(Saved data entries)
++++++++++
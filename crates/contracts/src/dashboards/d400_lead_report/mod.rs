//! Lead report dashboard: the record pipeline behind the status / branch charts.
//!
//! Data flows one way:
//! `source` (raw body) -> `store` (immutable dataset + schema) -> `filter` (active view)
//! -> `aggregate` / `view` (counts, chart series) -> `drilldown` (modal tables).
//! `export` consumes the active view directly.

pub mod aggregate;
pub mod dates;
pub mod drilldown;
pub mod export;
pub mod filter;
pub mod record;
pub mod schema;
pub mod source;
pub mod store;
pub mod view;

pub use aggregate::{GroupSummary, LeadStatus, StatusCounts};
pub use drilldown::{DrillDown, DrillDownError, DrillLevel, GroupId, StatusScope};
pub use filter::{Choice, FilterOptions, FilterSelection};
pub use record::LeadRecord;
pub use schema::LeadSchema;
pub use source::{LoadError, LoadSequencer, LoadTicket};
pub use store::RecordStore;
pub use view::{ChartKind, ChartSeries, DashboardView};
//! CSV export of the active view
use super::record::{value_text, LeadRecord};

pub const DEFAULT_FILE_PREFIX: &str = "SML_Group_Export";
pub const CSV_CONTENT_TYPE: &str = "text/csv;charset=utf-8;";

/// Serialize records to CSV text.
///
/// The header is taken from the first record (schema sample) in field order. Every cell
/// is quoted; missing and `null` fields become empty cells. Rows are joined with `\n`
/// without a trailing newline. An empty slice produces an empty string.
pub fn to_csv(records: &[LeadRecord]) -> String {
    let Some(sample) = records.first() else {
        return String::new();
    };

    let headers: Vec<&str> = sample.keys().collect();
    let mut lines = Vec::with_capacity(records.len() + 1);
    lines.push(join_row(headers.iter().copied()));

    for record in records {
        let cells: Vec<String> = headers
            .iter()
            .map(|header| record.get(header).and_then(value_text).unwrap_or_default())
            .collect();
        lines.push(join_row(cells.iter().map(String::as_str)));
    }

    lines.join("\n")
}

/// `<prefix>_<epoch-millis>.csv`
pub fn export_file_name(prefix: &str, epoch_millis: i64) -> String {
    format!("{}_{}.csv", prefix, epoch_millis)
}

fn join_row<'a>(cells: impl Iterator<Item = &'a str>) -> String {
    cells.map(quote_cell).collect::<Vec<_>>().join(",")
}

fn quote_cell(cell: &str) -> String {
    format!("\"{}\"", cell.replace('"', "\"\""))
}

#[cfg(test)]
mod tests {
    use super::*;
    use crate::dashboards::d400_lead_report::record::test_support::records;
    use serde_json::json;

    #[test]
    fn test_empty_view_exports_nothing() {
        assert_eq!(to_csv(&[]), "");
    }

    #[test]
    fn test_every_cell_is_quoted() {
        let data = records(vec![
            json!({"branch": "A", "count": 3, "note": null}),
            json!({"branch": "B"}),
        ]);
        assert_eq!(
            to_csv(&data),
            "\"branch\",\"count\",\"note\"\n\"A\",\"3\",\"\"\n\"B\",\"\",\"\""
        );
    }

    #[test]
    fn test_round_trip_through_csv_reader() {
        let data = records(vec![
            json!({"ownername": "Shah, Ramesh", "remarks": "said \"call later\"", "sector": ""}),
            json!({"ownername": "Line\nbreak", "remarks": "", "sector": "Retail"}),
            json!({"remarks": "only remarks"}),
        ]);
        let text = to_csv(&data);

        let mut reader = csv::ReaderBuilder::new()
            .has_headers(true)
            .from_reader(text.as_bytes());
        let headers: Vec<String> = reader
            .headers()
            .unwrap()
            .iter()
            .map(str::to_string)
            .collect();
        assert_eq!(headers, vec!["ownername", "remarks", "sector"]);

        let rows: Vec<Vec<String>> = reader
            .records()
            .map(|row| row.unwrap().iter().map(str::to_string).collect())
            .collect();
        assert_eq!(
            rows,
            vec![
                vec!["Shah, Ramesh", "said \"call later\"", ""],
                vec!["Line\nbreak", "", "Retail"],
                vec!["", "only remarks", ""],
            ]
        );
    }

    #[test]
    fn test_file_name() {
        assert_eq!(
            export_file_name(DEFAULT_FILE_PREFIX, 1_704_412_800_000),
            "SML_Group_Export_1704412800000.csv"
        );
    }
}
++++++++++
◆ ACTIVITY ◆
Exactly as written, reproduce the lines of the data above from the first line through the line where "for record in" appears.

◆ ANSWER ◆
filename crates/contracts/src/dashboards/d400_lead_report/mod.rs
//! Lead report dashboard: the record pipeline behind the status / branch charts.
//!
//! Data flows one way:
//! `source` (raw body) -> `store` (immutable dataset + schema) -> `filter` (active view)
//! -> `aggregate` / `view` (counts, chart series) -> `drilldown` (modal tables).
//! `export` consumes the active view directly.

pub mod aggregate;
pub mod dates;
pub mod drilldown;
pub mod export;
pub mod filter;
pub mod record;
pub mod schema;
pub mod source;
pub mod store;
pub mod view;

pub use aggregate::{GroupSummary, LeadStatus, StatusCounts};
pub use drilldown::{DrillDown, DrillDownError, DrillLevel, GroupId, StatusScope};
pub use filter::{Choice, FilterOptions, FilterSelection};
pub use record::LeadRecord;
pub use schema::LeadSchema;
pub use source::{LoadError, LoadSequencer, LoadTicket};
pub use store::RecordStore;
pub use view::{ChartKind, ChartSeries, DashboardView};
//! CSV export of the active view
use super::record::{value_text, LeadRecord};

pub const DEFAULT_FILE_PREFIX: &str = "SML_Group_Export";
pub const CSV_CONTENT_TYPE: &str = "text/csv;charset=utf-8;";

/// Serialize records to CSV text.
///
/// The header is taken from the first record (schema sample) in field order. Every cell
/// is quoted; missing and `null` fields become empty cells. Rows are joined with `\n`
/// without a trailing newline. An empty slice produces an empty string.
pub fn to_csv(records: &[LeadRecord]) -> String {
    let Some(sample) = records.first() else {
        return String::new();
    };

    let headers: Vec<&str> = sample.keys().collect();
    let mut lines = Vec::with_capacity(records.len() + 1);
    lines.push(join_row(headers.iter().copied()));

    for record in records {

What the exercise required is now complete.